Biomarkers Significance 7/10

HCV Core Antigen Test Shows High Accuracy for Screening HIV-Coinfected Patients

A meta-analysis of 11 studies (2,407 samples) found the Abbott ARCHITECT HCV Ag assay achieved 95% sensitivity and 97% specificity for detecting active hepatitis C in people living with HIV. The test performed well for ruling out infection regardless of prevalence, but its positive predictive value dropped sharply in low-prevalence settings (below 1%), necessitating confirmatory NAAT. The findings position HCVcAg as a practical one-step screening alternative to the standard two-step antibody-then-NAAT algorithm in high-prevalence populations.

The original study

Diagnostic Performance of the HCV Core Antigen Test To Identify Hepatitis C in HIV-Infected Patients: a Systematic Review and Meta-Analysis.

Authors
Sepúlveda-Crespo D, Treviño-Nakoura A, Bellon JM, Jiménez-Sousa MA, Ryan P, Martínez I, et al.
Journal
Journal of clinical microbiology
Type
Meta-Analysis, Systematic Review, Journal Article, Research Support, Non-U.S. Gov't
PMID
36537787
Read the original study →

Original abstract

The standard algorithm for diagnosing hepatitis C virus (HCV) infection has two steps, an HCV antibody test for screening and a nucleic acid amplification test (NAAT) for confirmation.

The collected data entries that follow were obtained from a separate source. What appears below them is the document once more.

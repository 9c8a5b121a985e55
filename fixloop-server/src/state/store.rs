//! Thread-safe store for per-PR automation state.

use std::collections::HashMap;
use std::sync::Arc;

use chrono::Duration;
use fixloop_core::CommentId;
use tokio::sync::{Mutex, OwnedMutexGuard, RwLock};
use tracing::{debug, info, warn};

use super::clock::{Clock, SystemClock};
use super::pr_state::{
    AutomationStatus, FixAttempt, FixOutcome, MonitorOptions, PrAutomationState, PrKey,
    StateUpdate,
};

/// Held for the duration of one event's critical section on a key.
pub type KeyGuard = OwnedMutexGuard<()>;

pub struct PrStateStore {
    states: RwLock<HashMap<PrKey, PrAutomationState>>,
    /// One lock per key; the dedup check, its mark and every later mutation
    /// for an event happen while holding it.
    key_locks: Mutex<HashMap<PrKey, Arc<Mutex<()>>>>,
    clock: Arc<dyn Clock>,
}

impl Default for PrStateStore {
    fn default() -> Self {
        Self::new()
    }
}

impl PrStateStore {
    pub fn new() -> Self {
        Self::with_clock(Arc::new(SystemClock))
    }

    pub fn with_clock(clock: Arc<dyn Clock>) -> Self {
        Self {
            states: RwLock::new(HashMap::new()),
            key_locks: Mutex::new(HashMap::new()),
            clock,
        }
    }

    /// Acquire the per-key critical section. Waits while another event for
    /// the same key holds it.
    pub async fn lock_key(&self, key: &PrKey) -> KeyGuard {
        let lock = {
            let mut locks = self.key_locks.lock().await;
            locks
                .entry(key.clone())
                .or_insert_with(|| Arc::new(Mutex::new(())))
                .clone()
        };
        lock.lock_owned().await
    }

    /// Create fresh state for the key, replacing any prior state.
    pub async fn start_monitoring(&self, key: &PrKey, options: MonitorOptions) -> PrAutomationState {
        let state = PrAutomationState::new(options, self.clock.now());
        let mut states = self.states.write().await;
        if states.insert(key.clone(), state.clone()).is_some() {
            info!("Restarted monitoring PR {} (previous state discarded)", key);
        } else {
            info!("Started monitoring PR {}", key);
        }
        state
    }

    /// Stop monitoring. Returns `None` if the key has no state.
    pub async fn stop_monitoring(&self, key: &PrKey) -> Option<PrAutomationState> {
        let mut states = self.states.write().await;
        let state = states.get_mut(key)?;
        state.monitored = false;
        state.status = AutomationStatus::Stopped;
        state.stopped_at = Some(self.clock.now());
        info!("Stopped monitoring PR {}", key);
        Some(state.clone())
    }

    pub async fn get(&self, key: &PrKey) -> Option<PrAutomationState> {
        let states = self.states.read().await;
        states.get(key).cloned()
    }

    pub async fn is_monitored(&self, key: &PrKey) -> bool {
        let states = self.states.read().await;
        states.get(key).is_some_and(|s| s.monitored)
    }

    pub async fn is_comment_processed(&self, key: &PrKey, comment_id: CommentId) -> bool {
        let states = self.states.read().await;
        states
            .get(key)
            .is_some_and(|s| s.processed_comment_ids.contains(&comment_id))
    }

    /// Add a comment id to the dedup set. Only a monitored PR's set grows.
    pub async fn mark_comment_processed(&self, key: &PrKey, comment_id: CommentId) -> bool {
        let mut states = self.states.write().await;
        match states.get_mut(key) {
            Some(state) if state.monitored => {
                state.processed_comment_ids.insert(comment_id);
                true
            }
            _ => {
                warn!(
                    "Ignoring mark of comment {} on unmonitored PR {}",
                    comment_id, key
                );
                false
            }
        }
    }

    /// Check-then-mark in one step. Returns true if this call claimed the
    /// comment, false if it was already processed or the PR is unmonitored.
    pub async fn claim_comment(&self, key: &PrKey, comment_id: CommentId) -> bool {
        let mut states = self.states.write().await;
        let Some(state) = states.get_mut(key).filter(|s| s.monitored) else {
            debug!("Not claiming comment {}: PR {} is not monitored", comment_id, key);
            return false;
        };

        let claimed = state.processed_comment_ids.insert(comment_id);
        if !claimed {
            debug!("Comment {} on PR {} already processed", comment_id, key);
        }
        claimed
    }

    /// Append a fix attempt. Earlier attempts are never touched.
    pub async fn record_fix_attempt(&self, key: &PrKey, outcome: FixOutcome) -> bool {
        let mut states = self.states.write().await;
        let Some(state) = states.get_mut(key) else {
            warn!("Cannot record fix attempt for unknown PR {}", key);
            return false;
        };

        state.fix_attempts.push(FixAttempt {
            timestamp: self.clock.now(),
            issue_count: outcome.issue_count,
            fix_count: outcome.fix_count,
            success: outcome.success,
            error: outcome.error,
        });
        info!(
            "Recorded fix attempt #{} for PR {} (success={})",
            state.fix_attempts.len(),
            key,
            outcome.success
        );
        true
    }

    /// Merge a partial update into monitored state.
    ///
    /// Returns `None` and logs (never fails) when the key is unknown or
    /// unmonitored, or when the status change is not an allowed transition.
    pub async fn update_state(&self, key: &PrKey, update: StateUpdate) -> Option<PrAutomationState> {
        let mut states = self.states.write().await;
        let Some(state) = states.get_mut(key).filter(|s| s.monitored) else {
            warn!("Ignoring state update for unmonitored PR {}", key);
            return None;
        };

        if let Some(next) = update.status {
            if !state.status.can_transition_to(next) {
                warn!(
                    "Ignoring invalid transition {} -> {} for PR {}",
                    state.status, next, key
                );
                return None;
            }
            if state.status != next {
                info!("PR {} status {} -> {}", key, state.status, next);
            }
            state.status = next;
        }

        if let Some(review) = update.last_reviewer_event {
            state.last_reviewer_event = Some(review);
        }

        Some(state.clone())
    }

    /// Snapshot of every tracked PR, ordered by key.
    pub async fn all(&self) -> Vec<(PrKey, PrAutomationState)> {
        let states = self.states.read().await;
        let mut all: Vec<_> = states
            .iter()
            .map(|(key, state)| (key.clone(), state.clone()))
            .collect();
        all.sort_by(|a, b| a.0.cmp(&b.0));
        all
    }

    /// Evict unmonitored state older than `max_age` (measured from `started_at`).
    /// Returns the number of evicted entries.
    pub async fn cleanup(&self, max_age: Duration) -> usize {
        let now = self.clock.now();
        let evicted: Vec<PrKey> = {
            let mut states = self.states.write().await;
            let expired: Vec<PrKey> = states
                .iter()
                .filter(|(_, s)| !s.monitored && now - s.started_at > max_age)
                .map(|(key, _)| key.clone())
                .collect();
            for key in &expired {
                states.remove(key);
            }
            expired
        };

        let released = {
            let mut locks = self.key_locks.lock().await;
            let states = self.states.read().await;
            let before = locks.len();
            // Keep locks someone is waiting on or holding, and locks for live state.
            locks.retain(|key, lock| Arc::strong_count(lock) > 1 || states.contains_key(key));
            before - locks.len()
        };

        if !evicted.is_empty() {
            info!("Cleaned up {} stale PR states", evicted.len());
        }
        if released > 0 {
            debug!("Released {} idle key locks", released);
        }

        evicted.len()
    }

    #[cfg(test)]
    async fn lock_count(&self) -> usize {
        self.key_locks.lock().await.len()
    }
}
//! Comment data as fetched from the hosting platform.
//!
//! These types are read-only inputs to the classifier and the history
//! passes. The server crate maps GitHub payloads into them.

use chrono::{DateTime, Utc};
use serde::{Deserialize, Serialize};
use std::fmt;

/// Newtype for a platform comment or review ID.
#[derive(Debug, Clone, Copy, PartialEq, Eq, Hash, PartialOrd, Ord, Serialize, Deserialize)]
#[serde(transparent)]
pub struct CommentId(pub u64);

impl fmt::Display for CommentId {
    fn fmt(&self, f: &mut fmt::Formatter<'_>) -> fmt::Result {
        write!(f, "{}", self.0)
    }
}

impl From<u64> for CommentId {
    fn from(id: u64) -> Self {
        Self(id)
    }
}

/// Where a comment came from on the pull request.
#[derive(Debug, Clone, Copy, PartialEq, Eq, Serialize, Deserialize)]
#[serde(rename_all = "snake_case")]
pub enum CommentKind {
    /// A submitted review (summary body).
    Review,
    /// An inline comment attached to a line of the diff.
    ReviewInline,
    /// A plain conversation comment on the PR.
    IssueComment,
}

/// Source location of an inline review comment.
///
/// Every field is optional; missing values serialize as `null`.
#[derive(Debug, Clone, Default, PartialEq, Eq, Serialize, Deserialize)]
#[serde(rename_all = "camelCase")]
pub struct Location {
    #[serde(rename = "file")]
    pub path: Option<String>,
    pub line: Option<u64>,
    pub start_line: Option<u64>,
    pub end_line: Option<u64>,
}

/// The account that wrote a comment.
#[derive(Debug, Clone, PartialEq, Eq, Serialize, Deserialize)]
pub struct Author {
    pub login: String,
    /// Whether the platform flags the account as automated.
    #[serde(default)]
    pub is_bot: bool,
}

impl Author {
    pub fn new(login: impl Into<String>, is_bot: bool) -> Self {
        Self {
            login: login.into(),
            is_bot,
        }
    }
}

#[derive(Debug, Clone, PartialEq, Eq, Serialize, Deserialize)]
pub struct Comment {
    pub id: CommentId,
    pub author: Author,
    #[serde(default)]
    pub body: String,
    pub created_at: DateTime<Utc>,
    pub kind: CommentKind,
    #[serde(default)]
    pub location: Option<Location>,
}

/// A commit on the PR branch; only the message is inspected.
#[derive(Debug, Clone, PartialEq, Eq, Serialize, Deserialize)]
pub struct CommitInfo {
    pub sha: String,
    pub message: String,
}

impl CommitInfo {
    pub fn new(sha: impl Into<String>, message: impl Into<String>) -> Self {
        Self {
            sha: sha.into(),
            message: message.into(),
        }
    }
}
use anyhow::{anyhow, Context, Result};
use async_trait::async_trait;
use reqwest::Client;
use serde::Deserialize;
use std::time::Duration;
use tracing::{error, info};

use crate::ports::{FileFix, FixGenerator, FixRequest};

/// Client for the external fix-generation service.
#[derive(Clone)]
pub struct HttpFixGenerator {
    client: Client,
    base_url: String,
    api_key: Option<String>,
}

#[derive(Debug, Deserialize)]
struct GenerateFixesResponse {
    /// Absent and `null` both mean no changes.
    #[serde(default)]
    fixes: Option<Vec<FileFix>>,
}

impl GenerateFixesResponse {
    fn into_fixes(self) -> Vec<FileFix> {
        self.fixes.unwrap_or_default()
    }
}

impl HttpFixGenerator {
    /// `timeout` bounds each request; the orchestrator applies its own
    /// deadline on top.
    pub fn new(base_url: &str, api_key: Option<String>, timeout: Duration) -> Result<Self> {
        let client = Client::builder()
            .user_agent(format!("fixloop/{}", env!("CARGO_PKG_VERSION")))
            .timeout(timeout)
            .build()
            .context("Failed to create fix generator HTTP client")?;

        Ok(Self {
            client,
            base_url: base_url.trim_end_matches('/').to_string(),
            api_key,
        })
    }

    fn endpoint(&self) -> String {
        format!("{}/generate-fixes", self.base_url)
    }
}

#[async_trait]
impl FixGenerator for HttpFixGenerator {
    async fn generate_fixes(&self, request: &FixRequest) -> Result<Vec<FileFix>> {
        info!(
            "Requesting fixes for {} issues on branch {}",
            request.issues.len(),
            request.branch
        );

        let mut builder = self.client.post(self.endpoint()).json(request);
        if let Some(api_key) = &self.api_key {
            builder = builder.header("Authorization", format!("Bearer {}", api_key));
        }

        let response = builder
            .send()
            .await
            .context("Failed to send fix generation request")?;

        if !response.status().is_success() {
            let status = response.status();
            let error_text = response.text().await.unwrap_or_default();
            error!("Fix generation API error: {} - {}", status, error_text);
            return Err(anyhow!(
                "Fix generation API error: {} - {}",
                status,
                error_text
            ));
        }

        let body: GenerateFixesResponse = response
            .json()
            .await
            .context("Failed to parse fix generation response")?;

        let fixes = body.into_fixes();
        info!("Fix generator returned {} file changes", fixes.len());
        Ok(fixes)
    }
}

#[cfg(test)]
mod tests {
    use super::*;

    #[test]
    fn test_endpoint_strips_trailing_slash() {
        let generator =
            HttpFixGenerator::new("https://fixes.example.com/", None, Duration::from_secs(5))
                .unwrap();
        assert_eq!(
            generator.endpoint(),
            "https://fixes.example.com/generate-fixes"
        );
    }

    #[test]
    fn test_missing_or_null_fixes_mean_empty() {
        let body: GenerateFixesResponse = serde_json::from_str("{}").unwrap();
        assert!(body.into_fixes().is_empty());

        let body: GenerateFixesResponse = serde_json::from_str(r#"{"fixes": null}"#).unwrap();
        assert!(body.into_fixes().is_empty());

        let body: GenerateFixesResponse = serde_json::from_str(
            r#"{"fixes": [{"path": "src/lib.rs", "content": "pub fn f() {}\n"}]}"#,
        )
        .unwrap();
        assert_eq!(
            body.into_fixes(),
            vec![FileFix {
                path: "src/lib.rs".to_string(),
                content: "pub fn f() {}\n".to_string(),
            }]
        );
    }
}
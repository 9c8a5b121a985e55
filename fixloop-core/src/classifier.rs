//! Reviewer comment classification.
//!
//! Decides whether a comment comes from the configured reviewer, whether it
//! signals approval, and which issues it raises.

use chrono::{DateTime, Utc};
use regex::{Regex, RegexBuilder};
use serde::{Deserialize, Serialize};
use tracing::{debug, info};

use crate::comment::{Author, Comment, CommentId, Location};
use crate::issue::{parse_issues, Issue};

pub const DEFAULT_REVIEWER_ALIASES: &[&str] = &["codex", "codex-bot", "codex-reviewer"];
pub const DEFAULT_REVIEWER_BOT_PATTERN: &str = "codex";

/// Approval phrasings, matched case-insensitively as substrings.
const APPROVAL_PHRASES: &[&str] = &[
    "no major issues",
    "looks good",
    "lgtm",
    "approved",
    "no issues",
    "ready to merge",
    "all clear",
];

/// Affirmative markers that count as approval on their own.
const APPROVAL_MARKERS: &[&str] = &["👍", ":thumbsup:", ":+1:"];

/// Result of classifying one review or comment.
#[derive(Debug, Clone, PartialEq, Eq, Serialize, Deserialize)]
pub struct ParsedReview {
    pub is_from_reviewer: bool,
    pub is_approval: bool,
    pub issues: Vec<Issue>,
    pub summary: Option<String>,
    pub timestamp: DateTime<Utc>,
}

/// An inline reviewer comment with its extracted issues.
#[derive(Debug, Clone, PartialEq, Eq, Serialize, Deserialize)]
pub struct ReviewerInlineComment {
    pub id: CommentId,
    pub body: String,
    pub location: Location,
    pub issues: Vec<Issue>,
    pub created_at: DateTime<Utc>,
}

/// Identifies the reviewer and classifies what it says.
#[derive(Debug, Clone)]
pub struct ReviewClassifier {
    aliases: Vec<String>,
    bot_pattern: Regex,
}

impl Default for ReviewClassifier {
    fn default() -> Self {
        Self::new(
            DEFAULT_REVIEWER_ALIASES.iter().map(|s| s.to_string()),
            DEFAULT_REVIEWER_BOT_PATTERN,
        )
        .expect("default reviewer pattern must compile")
    }
}

impl ReviewClassifier {
    /// Build a classifier from reviewer aliases and a bot-handle pattern.
    ///
    /// Aliases are lowercased; blank aliases are dropped since an empty alias
    /// would match every author.
    pub fn new(
        aliases: impl IntoIterator<Item = String>,
        bot_pattern: &str,
    ) -> Result<Self, regex::Error> {
        let aliases = aliases
            .into_iter()
            .map(|alias| alias.trim().to_lowercase())
            .filter(|alias| !alias.is_empty())
            .collect();
        let bot_pattern = RegexBuilder::new(bot_pattern)
            .case_insensitive(true)
            .build()?;

        Ok(Self {
            aliases,
            bot_pattern,
        })
    }

    pub fn aliases(&self) -> &[String] {
        &self.aliases
    }

    /// True if the handle contains a reviewer alias, or the account is a bot
    /// whose handle matches the reviewer pattern.
    pub fn is_reviewer(&self, author: &Author) -> bool {
        let login = author.login.to_lowercase();
        let matches_alias = self.aliases.iter().any(|alias| login.contains(alias));
        let matches_bot = author.is_bot && self.bot_pattern.is_match(&author.login);

        let is_reviewer = matches_alias || matches_bot;
        if is_reviewer {
            debug!("Detected reviewer comment from {}", author.login);
        }
        is_reviewer
    }

    pub fn is_from_reviewer(&self, comment: &Comment) -> bool {
        self.is_reviewer(&comment.author)
    }

    /// Extract issues from a body. Exposed here so callers only need the classifier.
    pub fn parse_issues(&self, body: &str) -> Vec<Issue> {
        parse_issues(body)
    }

    /// Classify a review. Non-reviewer input short-circuits: its body is
    /// never checked for approval or scanned for issues.
    pub fn parse_review(&self, review: &Comment) -> ParsedReview {
        let mut parsed = ParsedReview {
            is_from_reviewer: self.is_from_reviewer(review),
            is_approval: false,
            issues: Vec::new(),
            summary: None,
            timestamp: review.created_at,
        };

        if !parsed.is_from_reviewer {
            return parsed;
        }

        parsed.is_approval = is_approval(&review.body);
        if !review.body.is_empty() {
            parsed.issues = parse_issues(&review.body);
            parsed.summary = Some(review.body.clone());
        }

        parsed
    }

    /// Keep only reviewer-authored inline comments, extracting issues from each.
    ///
    /// Extracted issues carry the comment's location.
    pub fn parse_review_comments(&self, comments: &[Comment]) -> Vec<ReviewerInlineComment> {
        comments
            .iter()
            .filter(|comment| self.is_from_reviewer(comment))
            .map(inline_comment)
            .collect()
    }
}

/// Map an inline comment to its issues, without checking who wrote it.
pub fn inline_comment(comment: &Comment) -> ReviewerInlineComment {
    let location = comment.location.clone().unwrap_or_default();
    let issues = parse_issues(&comment.body)
        .into_iter()
        .map(|issue| issue.with_location(location.clone()))
        .collect();
    ReviewerInlineComment {
        id: comment.id,
        body: comment.body.clone(),
        location,
        issues,
        created_at: comment.created_at,
    }
}

/// True if the body carries an approval phrasing or affirmative marker.
pub fn is_approval(body: &str) -> bool {
    if body.is_empty() {
        return false;
    }

    let lowered = body.to_lowercase();
    let approved = APPROVAL_PHRASES
        .iter()
        .any(|phrase| lowered.contains(phrase))
        || APPROVAL_MARKERS.iter().any(|marker| body.contains(marker));

    if approved {
        info!("Detected reviewer approval");
    }
    approved
}

#[cfg(test)]
mod tests {
    use super::*;
    use crate::comment::CommentKind;
    use chrono::TimeZone;
    use proptest::prelude::*;

    fn comment(id: u64, login: &str, is_bot: bool, body: &str) -> Comment {
        Comment {
            id: CommentId(id),
            author: Author::new(login, is_bot),
            body: body.to_string(),
            created_at: Utc.with_ymd_and_hms(2024, 5, 1, 10, 0, 0).unwrap(),
            kind: CommentKind::Review,
            location: None,
        }
    }

    #[test]
    fn test_alias_match_is_case_insensitive_substring() {
        let classifier = ReviewClassifier::default();
        assert!(classifier.is_reviewer(&Author::new("Codex", false)));
        assert!(classifier.is_reviewer(&Author::new("my-CODEX-bot", false)));
        assert!(!classifier.is_reviewer(&Author::new("octocat", false)));
    }

    #[test]
    fn test_bot_pattern_requires_bot_flag() {
        let classifier =
            ReviewClassifier::new(vec!["reviewer".to_string()], "^chatgpt").unwrap();
        assert!(classifier.is_reviewer(&Author::new("chatgpt-codex-connector[bot]", true)));
        assert!(!classifier.is_reviewer(&Author::new("chatgpt-fan", false)));
    }

    #[test]
    fn test_blank_aliases_do_not_match_everyone() {
        let classifier = ReviewClassifier::new(
            vec!["codex".to_string(), "".to_string(), "  ".to_string()],
            "codex",
        )
        .unwrap();
        assert_eq!(classifier.aliases(), &["codex".to_string()]);
        assert!(!classifier.is_reviewer(&Author::new("octocat", false)));
    }

    #[test]
    fn test_invalid_bot_pattern_is_rejected() {
        assert!(ReviewClassifier::new(Vec::<String>::new(), "(unclosed").is_err());
    }

    #[test]
    fn test_is_approval_phrases() {
        assert!(is_approval("No major issues found."));
        assert!(is_approval("LGTM"));
        assert!(is_approval("This looks good to me"));
        assert!(is_approval("Approved, ready to merge"));
        assert!(is_approval("All clear!"));
        assert!(is_approval("Nice work 👍"));
        assert!(is_approval("nice :+1:"));
        assert!(!is_approval("Issue: missing bounds check on index"));
        assert!(!is_approval(""));
    }

    #[test]
    fn test_parse_review_from_reviewer() {
        let classifier = ReviewClassifier::default();
        let review = comment(
            1,
            "codex",
            true,
            "Issue: unchecked unwrap in config loader\nIssue: retry loop has no backoff",
        );
        let parsed = classifier.parse_review(&review);
        assert!(parsed.is_from_reviewer);
        assert!(!parsed.is_approval);
        assert_eq!(parsed.issues.len(), 2);
        assert_eq!(parsed.summary.as_deref(), Some(review.body.as_str()));
        assert_eq!(parsed.timestamp, review.created_at);
    }

    #[test]
    fn test_parse_review_short_circuits_for_other_authors() {
        let classifier = ReviewClassifier::default();
        let review = comment(2, "octocat", false, "LGTM\nIssue: something quite broken here");
        let parsed = classifier.parse_review(&review);
        assert!(!parsed.is_from_reviewer);
        assert!(!parsed.is_approval);
        assert!(parsed.issues.is_empty());
        assert!(parsed.summary.is_none());
    }

    #[test]
    fn test_parse_review_comments_filters_and_locates() {
        let classifier = ReviewClassifier::default();
        let mut inline = comment(3, "codex-bot", true, "Problem: off-by-one in the slice end");
        inline.kind = CommentKind::ReviewInline;
        inline.location = Some(Location {
            path: Some("src/buf.rs".to_string()),
            line: Some(42),
            start_line: None,
            end_line: Some(42),
        });
        let other = comment(4, "octocat", false, "Problem: I disagree with this approach");

        let parsed = classifier.parse_review_comments(&[inline.clone(), other]);
        assert_eq!(parsed.len(), 1);
        assert_eq!(parsed[0].id, CommentId(3));
        assert_eq!(parsed[0].location.path.as_deref(), Some("src/buf.rs"));
        assert_eq!(parsed[0].location.start_line, None);
        assert_eq!(parsed[0].issues.len(), 1);
        assert_eq!(
            parsed[0].issues[0].location.as_ref().and_then(|l| l.line),
            Some(42)
        );
    }

    #[test]
    fn test_parse_review_comments_defaults_missing_location() {
        let classifier = ReviewClassifier::default();
        let inline = comment(5, "codex", false, "Fix: close the file handle on error");
        let parsed = classifier.parse_review_comments(&[inline]);
        assert_eq!(parsed[0].location, Location::default());
    }

    proptest! {
        #[test]
        fn prop_non_reviewer_is_never_classified(login in "[a-b]{1,12}", body in ".{0,120}") {
            let classifier = ReviewClassifier::default();
            let parsed = classifier.parse_review(&comment(9, &login, false, &body));
            prop_assert!(!parsed.is_from_reviewer);
            prop_assert!(!parsed.is_approval);
            prop_assert!(parsed.issues.is_empty());
        }
    }
}
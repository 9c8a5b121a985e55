//! Loop detection: the same reviewer complaint surviving repeated rounds.

use std::collections::{HashMap, HashSet};

use chrono::{DateTime, Utc};
use serde::{Deserialize, Serialize};
use tracing::warn;

use crate::comment::{Comment, CommentId};
use crate::issue::parse_issues;

/// Occurrences at or above this count mark an issue as looping.
pub const LOOP_THRESHOLD: usize = 3;

#[derive(Debug, Clone, PartialEq, Eq, Serialize, Deserialize)]
pub struct Occurrence {
    pub comment_id: CommentId,
    pub created_at: DateTime<Utc>,
}

#[derive(Debug, Clone, PartialEq, Eq, Serialize, Deserialize)]
pub struct LoopRecord {
    pub normalized_issue_text: String,
    pub occurrences: Vec<Occurrence>,
}

impl LoopRecord {
    pub fn is_loop(&self) -> bool {
        self.occurrences.len() >= LOOP_THRESHOLD
    }
}

#[derive(Debug, Clone, Default, PartialEq, Eq, Serialize, Deserialize)]
pub struct LoopReport {
    pub has_loops: bool,
    pub loops: Vec<LoopRecord>,
}

/// Bucket issues from every given reviewer comment by normalized text.
///
/// Callers pass only reviewer-authored comments. Each comment contributes at
/// most one occurrence per issue. Buckets keep first-seen order.
pub fn detect_loops<'a>(comments: impl IntoIterator<Item = &'a Comment>) -> LoopReport {
    let mut records: Vec<LoopRecord> = Vec::new();
    let mut index: HashMap<String, usize> = HashMap::new();

    for comment in comments {
        let mut seen_in_comment = HashSet::new();
        for issue in parse_issues(&comment.body) {
            let key = issue.normalized();
            if !seen_in_comment.insert(key.clone()) {
                continue;
            }

            let occurrence = Occurrence {
                comment_id: comment.id,
                created_at: comment.created_at,
            };
            match index.get(&key) {
                Some(&slot) => records[slot].occurrences.push(occurrence),
                None => {
                    index.insert(key.clone(), records.len());
                    records.push(LoopRecord {
                        normalized_issue_text: key,
                        occurrences: vec![occurrence],
                    });
                }
            }
        }
    }

    let loops: Vec<LoopRecord> = records.into_iter().filter(LoopRecord::is_loop).collect();
    if !loops.is_empty() {
        warn!("Detected {} recurring reviewer issues", loops.len());
    }

    LoopReport {
        has_loops: !loops.is_empty(),
        loops,
    }
}
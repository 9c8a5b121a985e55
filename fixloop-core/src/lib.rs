//! Pure review-fix loop logic: comment classification, issue extraction,
//! history reconciliation, loop detection and mention-command parsing.
//!
//! Nothing in this crate performs I/O; the server crate feeds it data
//! fetched from the hosting platform.

pub mod classifier;
pub mod command;
pub mod comment;
pub mod history;
pub mod issue;
pub mod loops;

pub use classifier::{
    inline_comment, is_approval, ParsedReview, ReviewClassifier, ReviewerInlineComment,
};
pub use command::{
    validate, Command, CommandAction, CommandParser, CommandValidation, GrammarMatch, ParamValue,
};
pub use comment::{Author, Comment, CommentId, CommentKind, CommitInfo, Location};
pub use history::{reconcile, HistoryReport};
pub use issue::{dedup_issues, parse_issues, Issue, IssueCategory};
pub use loops::{detect_loops, LoopRecord, LoopReport, Occurrence};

However, the HCV core antigen (HCVcAg) detection assay is an alternative for one-step diagnosis. We aimed to evaluate the diagnostic performance of the Abbott ARCHITECT HCV Ag assay to detect active hepatitis C in serum/plasma in people living with HIV/AIDS (PLWHA), through a systematic review and meta-analysis. PubMed, EMBASE, Scopus, Web of Science, and the Cochrane Library were searched until 20 September 2022 (PROSPERO, CRD42022348351). We included studies evaluating Abbott ARCHITECT HCV Ag assay (index assay) versus NAATs (reference test) in PLWHA coinfected with HCV who did not receive antiviral treatment for HCV. Meta-analysis was performed with the MIDAS module using Stata and random-effects models. The QUADAS-2 tool evaluated the risk of bias. The bivariate analysis was conducted on 11 studies with 2,407 samples. Pooled sensitivity was 0.95 (95% CI = 0.92 to 0.97), specificity 0.97 (95% CI = 0.93 to 0.99), positive likelihood ratio 37.76 (95% CI = 12.84 to 111.02), and negative likelihood ratio 0.06 (95% CI = 0.04 to 0.09). The area under the curve was 0.97 (95% CI = 0.20 to 1.00). For low prevalence (≤5%), the posttest probability that an individual with a positive test was a true positive ranged from 4% to 67%, whereas, at high prevalence (≥10%), the posttest probability was between 81% and 87%, indicating that a confirmatory test should be necessary, particularly with prevalence values of ≤1%. Regardless of prevalence, the probability that an individual with a negative test was a false negative was close to zero, indicating that the individual was not infected with HCV. In conclusion, the accuracy of the Abbott ARCHITECT HCV Ag assay was very good for HCV screening in serum/plasma samples from PLWHA. The clinical utility to confirm HCV infection was acceptable in high-prevalence settings (≥10%) but poor in low-prevalence settings (≤1%). Furthermore, it was excellent in excluding active HCV infection.